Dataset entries
impl SceneCompiler {
    pub fn new(settings: CompileSettings) -> SceneCompiler {
        SceneCompiler { settings }
    }

    pub fn settings(&self) -> &CompileSettings {
        &self.settings
    }

    pub fn compile(&self, scene: &Scene) -> Result<CompiledScene, CompileError> {
        self.compile_with_observers(scene, &mut [])
    }

    pub fn compile_with_observers(
        &self,
        scene: &Scene,
        observers: &mut [&mut dyn CompileObserver],
    ) -> Result<CompiledScene, CompileError> {
        let start = Instant::now();
        for observer in observers.iter_mut() {
            observer.on_compile_start(scene.name());
        }

        let all = Extraction::from_scene(scene, self.settings.max_triangles_per_leaf);
        let unique = all.deduplicated();
        let counts = category_counts(&all, &unique);

        let comparison = ComparisonReport {
            scene_name: scene.name().to_owned(),
            counts: counts.clone(),
            elapsed: start.elapsed(),
        };
        for observer in observers.iter_mut() {
            observer.on_compare(&comparison);
        }

        let tables = OffsetTables::build(&unique)?;
        let (object_to_world, world_to_object) = compile_transforms(&unique)?;
        // every entry is a valid primitive offset, so this one is never padded
        let primitives_emitting_light = if self.settings.light_emitting_primitives {
            Some(compile_primitives_emitting_light(&unique, &tables)?)
        } else {
            None
        };

        let compiled = CompiledScene {
            name: scene.name().to_owned(),
            point2fs: self.pad(compile_point2fs(&unique)),
            point3fs: self.pad(compile_point3fs(&unique)),
            vector3fs: self.pad(compile_vector3fs(&unique)),
            planes: self.pad(compile_planes(&unique, &tables)?),
            spheres: self.pad(compile_spheres(&unique, &tables)?),
            terrains: self.pad(compile_terrains(&unique)),
            triangles: self.pad(compile_triangles(&unique, &tables)?),
            bounding_volume_hierarchies: self.pad(compile_bounding_volume_hierarchies(&unique, &tables)?),
            textures: self.pad(compile_textures(&unique)),
            surfaces: self.pad(compile_surfaces(&unique, &tables)?),
            primitives: self.pad(compile_primitives(&unique, &tables)?),
            primitives_object_to_world: self.pad(object_to_world),
            primitives_world_to_object: self.pad(world_to_object),
            camera: scene.camera().to_array().to_vec(),
            primitives_emitting_light,
        };

        let report = CompileReport {
            scene_name: scene.name().to_owned(),
            counts,
            array_lengths: compiled.array_lengths(),
            elapsed: start.elapsed(),
        };
        for observer in observers.iter_mut() {
            observer.on_compile_end(&report);
        }

        Ok(compiled)
    }

    fn pad<T: Default>(&self, mut array: Vec<T>) -> Vec<T> {
        if self.settings.pad_empty_arrays && array.is_empty() {
            array.push(T::default());
        }
        array
    }
}

fn category_counts(all: &Extraction, unique: &Extraction) -> Vec<CategoryCount> {
    let lens = |extraction: &Extraction, category: Category| match category {
        Category::BoundingVolumeHierarchies => extraction.bounding_volume_hierarchies.len(),
        Category::Planes => extraction.planes.len(),
        Category::Spheres => extraction.spheres.len(),
        Category::Terrains => extraction.terrains.len(),
        Category::Triangles => extraction.triangles.len(),
        Category::TriangleMeshes => extraction.triangle_meshes.len(),
        Category::Surfaces => extraction.surfaces.len(),
        Category::Textures => extraction.textures.len(),
        Category::Point2Fs => extraction.point2fs.len(),
        Category::Point3Fs => extraction.point3fs.len(),
        Category::Vector3Fs => extraction.vector3fs.len(),
        Category::Primitives => extraction.primitives.len(),
        Category::PrimitivesEmittingLight => extraction.primitives_emitting_light.len(),
    };

    Category::ALL
        .iter()
        .map(|&category| CategoryCount {
            category,
            all: lens(all, category),
            unique: lens(unique, category),
        })
        .collect()
}

fn compile_point2fs(unique: &Extraction) -> Vec<f32> {
    unique.point2fs.iter().flat_map(|point| point.to_array()).collect()
}

fn compile_point3fs(unique: &Extraction) -> Vec<f32> {
    unique.point3fs.iter().flat_map(|point| point.to_array()).collect()
}

fn compile_vector3fs(unique: &Extraction) -> Vec<f32> {
    unique.vector3fs.iter().flat_map(|vector| vector.to_array()).collect()
}

fn compile_planes(unique: &Extraction, tables: &OffsetTables) -> Result<Vec<i32>, CompileError> {
    let mut planes = Vec::with_capacity(unique.planes.len() * PLANE_RECORD_LEN);
    for plane in &unique.planes {
        planes.extend_from_slice(&[
            tables.point3fs.offset_of(&plane.a)?,
            tables.point3fs.offset_of(&plane.b)?,
            tables.point3fs.offset_of(&plane.c)?,
            tables.vector3fs.offset_of(&plane.surface_normal)?,
        ]);
    }
    Ok(planes)
}

fn compile_spheres(unique: &Extraction, tables: &OffsetTables) -> Result<Vec<f32>, CompileError> {
    let mut spheres = Vec::with_capacity(unique.spheres.len() * SPHERE_RECORD_LEN);
    for sphere in &unique.spheres {
        let position = tables.point3fs.float_offset_of(&sphere.position)?;
        spheres.extend_from_slice(&[position, sphere.radius]);
    }
    Ok(spheres)
}

fn compile_terrains(unique: &Extraction) -> Vec<f32> {
    unique
        .terrains
        .iter()
        .flat_map(|terrain| {
            [
                terrain.frequency,
                terrain.gain,
                terrain.minimum,
                terrain.maximum,
                terrain.octaves as f32,
            ]
        })
        .collect()
}

fn compile_triangles(unique: &Extraction, tables: &OffsetTables) -> Result<Vec<i32>, CompileError> {
    let mut triangles = Vec::with_capacity(unique.triangles.len() * TRIANGLE_RECORD_LEN);
    for triangle in &unique.triangles {
        let vertices = triangle.vertices();
        for vertex in &vertices {
            triangles.push(tables.point3fs.offset_of(&vertex.position)?);
        }
        for vertex in &vertices {
            triangles.push(tables.vector3fs.offset_of(&vertex.normal)?);
        }
        for vertex in &vertices {
            triangles.push(tables.point2fs.offset_of(&vertex.texture_coordinates)?);
        }
    }
    Ok(triangles)
}

fn compile_bounding_volume_hierarchies(unique: &Extraction, tables: &OffsetTables) -> Result<Vec<i32>, CompileError> {
    let mut records = Vec::with_capacity(tables.bounding_volume_hierarchies.len());
    for hierarchy in &unique.bounding_volume_hierarchies {
        let base = tables.bounding_volume_hierarchies.offset_of(&hierarchy.mesh)? as usize;
        debug_assert_eq!(base, records.len());
        let flattened = flatten(
            &hierarchy.bvh,
            base,
            |point| tables.point3fs.offset_of(&point),
            |triangle| tables.triangles.offset_of(triangle),
        )?;
        records.extend(flattened);
    }
    Ok(records)
}

fn compile_textures(unique: &Extraction) -> Vec<f32> {
    unique.textures.iter().flat_map(|texture| texture.compile()).collect()
}

fn compile_surfaces(unique: &Extraction, tables: &OffsetTables) -> Result<Vec<f32>, CompileError> {
    let mut surfaces = Vec::with_capacity(unique.surfaces.len() * SURFACE_RECORD_LEN);
    for surface in &unique.surfaces {
        surfaces.extend_from_slice(&[
            surface.material as i32 as f32,
            tables.textures.float_offset_of(&surface.albedo)?,
            tables.textures.float_offset_of(&surface.emission)?,
            tables.textures.float_offset_of(&surface.normal)?,
            surface.noise_amount,
            surface.noise_scale,
        ]);
    }
    Ok(surfaces)
}

fn compile_primitives(unique: &Extraction, tables: &OffsetTables) -> Result<Vec<i32>, CompileError> {
    let mut primitives = Vec::with_capacity(unique.primitives.len() * PRIMITIVE_RECORD_LEN);
    for primitive in &unique.primitives {
        let shape_offset = match &primitive.shape {
            Shape::Plane(plane) => tables.planes.offset_of(plane)?,
            Shape::Sphere(sphere) => tables.spheres.offset_of(sphere)?,
            Shape::Terrain(terrain) => tables.terrains.offset_of(terrain)?,
            Shape::Triangle(triangle) => tables.triangles.offset_of(triangle)?,
            // meshes are reached through the root record of their hierarchy
            Shape::TriangleMesh(mesh) => tables.bounding_volume_hierarchies.offset_of(mesh)?,
        };
        primitives.extend_from_slice(&[
            primitive.shape.shape_type() as i32,
            shape_offset,
            tables.surfaces.offset_of(&primitive.surface)?,
        ]);
    }
    Ok(primitives)
}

*TASK GOAL*
Extract every line above containing the word "hierarchy".

*SOLUTION TO THIS TASK*
    for hierarchy in &unique.bounding_volume_hierarchies {
        let base = tables.bounding_volume_hierarchies.offset_of(&hierarchy.mesh)? as usize;
            &hierarchy.bvh,
            // meshes are reached through the root record of their hierarchy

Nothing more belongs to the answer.